RECORDS FOR THE EXERCISE section start

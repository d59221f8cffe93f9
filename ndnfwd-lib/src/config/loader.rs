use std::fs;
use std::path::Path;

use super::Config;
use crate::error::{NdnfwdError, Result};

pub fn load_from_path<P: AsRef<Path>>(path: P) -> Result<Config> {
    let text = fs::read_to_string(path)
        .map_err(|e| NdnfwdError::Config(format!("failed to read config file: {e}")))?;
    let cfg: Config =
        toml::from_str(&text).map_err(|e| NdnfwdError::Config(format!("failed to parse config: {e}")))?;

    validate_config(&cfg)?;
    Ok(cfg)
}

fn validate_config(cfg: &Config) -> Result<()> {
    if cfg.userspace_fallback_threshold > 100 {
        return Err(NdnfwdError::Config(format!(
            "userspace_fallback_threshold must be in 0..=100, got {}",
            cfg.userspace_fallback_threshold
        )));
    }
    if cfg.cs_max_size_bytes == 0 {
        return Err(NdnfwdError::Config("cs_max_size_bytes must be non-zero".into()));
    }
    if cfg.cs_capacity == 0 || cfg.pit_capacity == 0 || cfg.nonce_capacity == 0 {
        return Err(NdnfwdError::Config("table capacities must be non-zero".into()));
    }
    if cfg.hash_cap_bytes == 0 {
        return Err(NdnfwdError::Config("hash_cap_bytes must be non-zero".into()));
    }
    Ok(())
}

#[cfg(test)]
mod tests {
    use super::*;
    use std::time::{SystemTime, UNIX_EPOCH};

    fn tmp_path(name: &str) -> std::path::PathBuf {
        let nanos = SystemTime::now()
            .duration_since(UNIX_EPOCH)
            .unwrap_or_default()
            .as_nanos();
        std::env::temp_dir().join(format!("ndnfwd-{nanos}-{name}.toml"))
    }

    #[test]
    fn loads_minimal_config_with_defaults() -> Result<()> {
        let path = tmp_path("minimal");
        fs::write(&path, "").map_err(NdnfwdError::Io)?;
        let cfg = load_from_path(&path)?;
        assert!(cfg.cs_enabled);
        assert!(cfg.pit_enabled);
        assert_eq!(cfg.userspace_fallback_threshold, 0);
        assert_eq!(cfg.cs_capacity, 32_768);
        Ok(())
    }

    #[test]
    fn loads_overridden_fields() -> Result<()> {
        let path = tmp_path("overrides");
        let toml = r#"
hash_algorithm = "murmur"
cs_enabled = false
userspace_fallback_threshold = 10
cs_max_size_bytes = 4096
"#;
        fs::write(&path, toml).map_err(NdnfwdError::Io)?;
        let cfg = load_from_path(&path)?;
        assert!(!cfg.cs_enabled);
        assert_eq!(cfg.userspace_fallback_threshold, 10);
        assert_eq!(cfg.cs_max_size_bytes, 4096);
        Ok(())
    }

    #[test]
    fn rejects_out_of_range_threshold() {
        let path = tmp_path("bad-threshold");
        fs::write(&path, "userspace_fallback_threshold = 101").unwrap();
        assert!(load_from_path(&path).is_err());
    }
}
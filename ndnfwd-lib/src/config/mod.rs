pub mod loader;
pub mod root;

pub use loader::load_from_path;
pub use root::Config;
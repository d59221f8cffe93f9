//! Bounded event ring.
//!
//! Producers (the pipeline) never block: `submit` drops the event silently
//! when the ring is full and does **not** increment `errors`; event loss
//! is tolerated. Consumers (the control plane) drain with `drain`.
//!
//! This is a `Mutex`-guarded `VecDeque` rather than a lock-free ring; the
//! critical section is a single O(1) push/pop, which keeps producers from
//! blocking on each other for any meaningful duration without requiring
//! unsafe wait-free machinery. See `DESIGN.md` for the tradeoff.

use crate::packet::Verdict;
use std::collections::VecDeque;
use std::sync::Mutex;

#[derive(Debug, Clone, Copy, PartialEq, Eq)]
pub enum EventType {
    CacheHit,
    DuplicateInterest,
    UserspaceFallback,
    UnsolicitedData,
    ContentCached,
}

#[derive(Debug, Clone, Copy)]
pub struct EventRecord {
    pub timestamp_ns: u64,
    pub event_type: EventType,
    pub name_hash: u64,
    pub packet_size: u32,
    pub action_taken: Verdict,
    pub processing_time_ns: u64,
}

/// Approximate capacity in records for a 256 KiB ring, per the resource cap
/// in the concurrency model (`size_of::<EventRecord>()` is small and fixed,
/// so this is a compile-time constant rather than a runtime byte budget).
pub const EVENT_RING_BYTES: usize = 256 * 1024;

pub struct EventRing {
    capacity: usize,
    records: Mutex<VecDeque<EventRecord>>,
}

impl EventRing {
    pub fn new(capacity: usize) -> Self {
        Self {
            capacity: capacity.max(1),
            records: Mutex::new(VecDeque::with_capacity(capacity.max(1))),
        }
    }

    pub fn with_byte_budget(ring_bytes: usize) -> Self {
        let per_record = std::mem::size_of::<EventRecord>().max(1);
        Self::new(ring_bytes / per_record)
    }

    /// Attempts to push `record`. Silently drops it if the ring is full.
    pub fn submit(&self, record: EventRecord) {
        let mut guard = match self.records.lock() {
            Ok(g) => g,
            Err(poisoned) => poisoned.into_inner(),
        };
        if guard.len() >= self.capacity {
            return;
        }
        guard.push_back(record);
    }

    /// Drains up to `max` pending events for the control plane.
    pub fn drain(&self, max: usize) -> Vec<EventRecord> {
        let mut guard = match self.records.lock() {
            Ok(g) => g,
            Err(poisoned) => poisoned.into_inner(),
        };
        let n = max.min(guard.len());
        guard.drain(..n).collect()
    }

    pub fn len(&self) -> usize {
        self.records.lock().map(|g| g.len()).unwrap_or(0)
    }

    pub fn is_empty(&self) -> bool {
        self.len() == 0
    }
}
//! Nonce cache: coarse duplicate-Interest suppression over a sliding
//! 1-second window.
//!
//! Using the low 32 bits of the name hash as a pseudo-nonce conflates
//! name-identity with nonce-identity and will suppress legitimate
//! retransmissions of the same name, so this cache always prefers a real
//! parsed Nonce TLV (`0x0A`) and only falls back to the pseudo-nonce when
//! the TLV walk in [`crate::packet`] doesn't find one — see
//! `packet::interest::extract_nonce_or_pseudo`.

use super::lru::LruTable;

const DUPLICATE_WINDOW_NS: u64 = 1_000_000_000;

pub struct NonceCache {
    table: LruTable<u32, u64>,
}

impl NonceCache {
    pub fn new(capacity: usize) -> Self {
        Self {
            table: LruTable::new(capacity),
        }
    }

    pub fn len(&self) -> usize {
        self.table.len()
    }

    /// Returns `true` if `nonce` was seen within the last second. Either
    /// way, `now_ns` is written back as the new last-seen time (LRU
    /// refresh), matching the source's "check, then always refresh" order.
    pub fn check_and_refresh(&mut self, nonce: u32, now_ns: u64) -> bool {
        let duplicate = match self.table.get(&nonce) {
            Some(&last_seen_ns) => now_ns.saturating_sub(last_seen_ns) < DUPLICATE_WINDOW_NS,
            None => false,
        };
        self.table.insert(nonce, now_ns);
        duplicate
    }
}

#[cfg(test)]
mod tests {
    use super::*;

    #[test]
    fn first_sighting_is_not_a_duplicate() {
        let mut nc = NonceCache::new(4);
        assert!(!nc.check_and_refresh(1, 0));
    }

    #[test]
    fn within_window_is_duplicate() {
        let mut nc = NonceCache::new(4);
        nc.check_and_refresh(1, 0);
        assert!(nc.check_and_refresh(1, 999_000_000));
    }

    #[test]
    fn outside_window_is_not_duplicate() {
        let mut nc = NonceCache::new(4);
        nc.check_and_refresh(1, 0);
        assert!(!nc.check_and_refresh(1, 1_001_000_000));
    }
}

RECORDS FOR THE EXERCISE section end

What the exercise needs is every record again, word for word.

TASK RESULT:
repository d59221f8cffe93f9
filename ndnfwd-lib/src/config/loader.rs
use std::fs;
use std::path::Path;

use super::Config;
use crate::error::{NdnfwdError, Result};

pub fn load_from_path<P: AsRef<Path>>(path: P) -> Result<Config> {
    let text = fs::read_to_string(path)
        .map_err(|e| NdnfwdError::Config(format!("failed to read config file: {e}")))?;
    let cfg: Config =
        toml::from_str(&text).map_err(|e| NdnfwdError::Config(format!("failed to parse config: {e}")))?;

    validate_config(&cfg)?;
    Ok(cfg)
}

fn validate_config(cfg: &Config) -> Result<()> {
    if cfg.userspace_fallback_threshold > 100 {
        return Err(NdnfwdError::Config(format!(
            "userspace_fallback_threshold must be in 0..=100, got {}",
            cfg.userspace_fallback_threshold
        )));
    }
    if cfg.cs_max_size_bytes == 0 {
        return Err(NdnfwdError::Config("cs_max_size_bytes must be non-zero".into()));
    }
    if cfg.cs_capacity == 0 || cfg.pit_capacity == 0 || cfg.nonce_capacity == 0 {
        return Err(NdnfwdError::Config("table capacities must be non-zero".into()));
    }
    if cfg.hash_cap_bytes == 0 {
        return Err(NdnfwdError::Config("hash_cap_bytes must be non-zero".into()));
    }
    Ok(())
}

#[cfg(test)]
mod tests {
    use super::*;
    use std::time::{SystemTime, UNIX_EPOCH};

    fn tmp_path(name: &str) -> std::path::PathBuf {
        let nanos = SystemTime::now()
            .duration_since(UNIX_EPOCH)
            .unwrap_or_default()
            .as_nanos();
        std::env::temp_dir().join(format!("ndnfwd-{nanos}-{name}.toml"))
    }

    #[test]
    fn loads_minimal_config_with_defaults() -> Result<()> {
        let path = tmp_path("minimal");
        fs::write(&path, "").map_err(NdnfwdError::Io)?;
        let cfg = load_from_path(&path)?;
        assert!(cfg.cs_enabled);
        assert!(cfg.pit_enabled);
        assert_eq!(cfg.userspace_fallback_threshold, 0);
        assert_eq!(cfg.cs_capacity, 32_768);
        Ok(())
    }

    #[test]
    fn loads_overridden_fields() -> Result<()> {
        let path = tmp_path("overrides");
        let toml = r#"
hash_algorithm = "murmur"
cs_enabled = false
userspace_fallback_threshold = 10
cs_max_size_bytes = 4096
"#;
        fs::write(&path, toml).map_err(NdnfwdError::Io)?;
        let cfg = load_from_path(&path)?;
        assert!(!cfg.cs_enabled);
        assert_eq!(cfg.userspace_fallback_threshold, 10);
        assert_eq!(cfg.cs_max_size_bytes, 4096);
        Ok(())
    }

    #[test]
    fn rejects_out_of_range_threshold() {
        let path = tmp_path("bad-threshold");
        fs::write(&path, "userspace_fallback_threshold = 101").unwrap();
        assert!(load_from_path(&path).is_err());
    }
}
filename ndnfwd-lib/src/config/mod.rs
pub mod loader;
pub mod root;

pub use loader::load_from_path;
pub use root::Config;
repository d59221f8cffe93f9
//! Bounded event ring.
//!
//! Producers (the pipeline) never block: `submit` drops the event silently
//! when the ring is full and does **not** increment `errors`; event loss
//! is tolerated. Consumers (the control plane) drain with `drain`.
//!
//! This is a `Mutex`-guarded `VecDeque` rather than a lock-free ring; the
//! critical section is a single O(1) push/pop, which keeps producers from
//! blocking on each other for any meaningful duration without requiring
//! unsafe wait-free machinery. See `DESIGN.md` for the tradeoff.

use crate::packet::Verdict;
use std::collections::VecDeque;
use std::sync::Mutex;

#[derive(Debug, Clone, Copy, PartialEq, Eq)]
pub enum EventType {
    CacheHit,
    DuplicateInterest,
    UserspaceFallback,
    UnsolicitedData,
    ContentCached,
}

#[derive(Debug, Clone, Copy)]
pub struct EventRecord {
    pub timestamp_ns: u64,
    pub event_type: EventType,
    pub name_hash: u64,
    pub packet_size: u32,
    pub action_taken: Verdict,
    pub processing_time_ns: u64,
}

/// Approximate capacity in records for a 256 KiB ring, per the resource cap
/// in the concurrency model (`size_of::<EventRecord>()` is small and fixed,
/// so this is a compile-time constant rather than a runtime byte budget).
pub const EVENT_RING_BYTES: usize = 256 * 1024;

pub struct EventRing {
    capacity: usize,
    records: Mutex<VecDeque<EventRecord>>,
}

impl EventRing {
    pub fn new(capacity: usize) -> Self {
        Self {
            capacity: capacity.max(1),
            records: Mutex::new(VecDeque::with_capacity(capacity.max(1))),
        }
    }

    pub fn with_byte_budget(ring_bytes: usize) -> Self {
        let per_record = std::mem::size_of::<EventRecord>().max(1);
        Self::new(ring_bytes / per_record)
    }

    /// Attempts to push `record`. Silently drops it if the ring is full.
    pub fn submit(&self, record: EventRecord) {
        let mut guard = match self.records.lock() {
            Ok(g) => g,
            Err(poisoned) => poisoned.into_inner(),
        };
        if guard.len() >= self.capacity {
            return;
        }
        guard.push_back(record);
    }

    /// Drains up to `max` pending events for the control plane.
    pub fn drain(&self, max: usize) -> Vec<EventRecord> {
        let mut guard = match self.records.lock() {
            Ok(g) => g,
            Err(poisoned) => poisoned.into_inner(),
        };
        let n = max.min(guard.len());
        guard.drain(..n).collect()
    }

    pub fn len(&self) -> usize {
        self.records.lock().map(|g| g.len()).unwrap_or(0)
    }

    pub fn is_empty(&self) -> bool {
        self.len() == 0
    }
}
//! Nonce cache: coarse duplicate-Interest suppression over a sliding
//! 1-second window.
//!
//! Using the low 32 bits of the name hash as a pseudo-nonce conflates
//! name-identity with nonce-identity and will suppress legitimate
//! retransmissions of the same name, so this cache always prefers a real
//! parsed Nonce TLV (`0x0A`) and only falls back to the pseudo-nonce when
//! the TLV walk in [`crate::packet`] doesn't find one — see
//! `packet::interest::extract_nonce_or_pseudo`.

use super::lru::LruTable;

const DUPLICATE_WINDOW_NS: u64 = 1_000_000_000;

pub struct NonceCache {
    table: LruTable<u32, u64>,
}

impl NonceCache {
    pub fn new(capacity: usize) -> Self {
        Self {
            table: LruTable::new(capacity),
        }
    }

    pub fn len(&self) -> usize {
        self.table.len()
    }

    /// Returns `true` if `nonce` was seen within the last second. Either
    /// way, `now_ns` is written back as the new last-seen time (LRU
    /// refresh), matching the source's "check, then always refresh" order.
    pub fn check_and_refresh(&mut self, nonce: u32, now_ns: u64) -> bool {
        let duplicate = match self.table.get(&nonce) {
            Some(&last_seen_ns) => now_ns.saturating_sub(last_seen_ns) < DUPLICATE_WINDOW_NS,
            None => false,
        };
        self.table.insert(nonce, now_ns);
        duplicate
    }
}

#[cfg(test)]
mod tests {
    use super::*;

    #[test]
    fn first_sighting_is_not_a_duplicate() {
        let mut nc = NonceCache::new(4);
        assert!(!nc.check_and_refresh(1, 0));
    }

    #[test]
    fn within_window_is_duplicate() {
        let mut nc = NonceCache::new(4);
        nc.check_and_refresh(1, 0);
        assert!(nc.check_and_refresh(1, 999_000_000));
    }

    #[test]
    fn outside_window_is_not_duplicate() {
        let mut nc = NonceCache::new(4);
        nc.check_and_refresh(1, 0);
        assert!(!nc.check_and_refresh(1, 1_001_000_000));
    }
}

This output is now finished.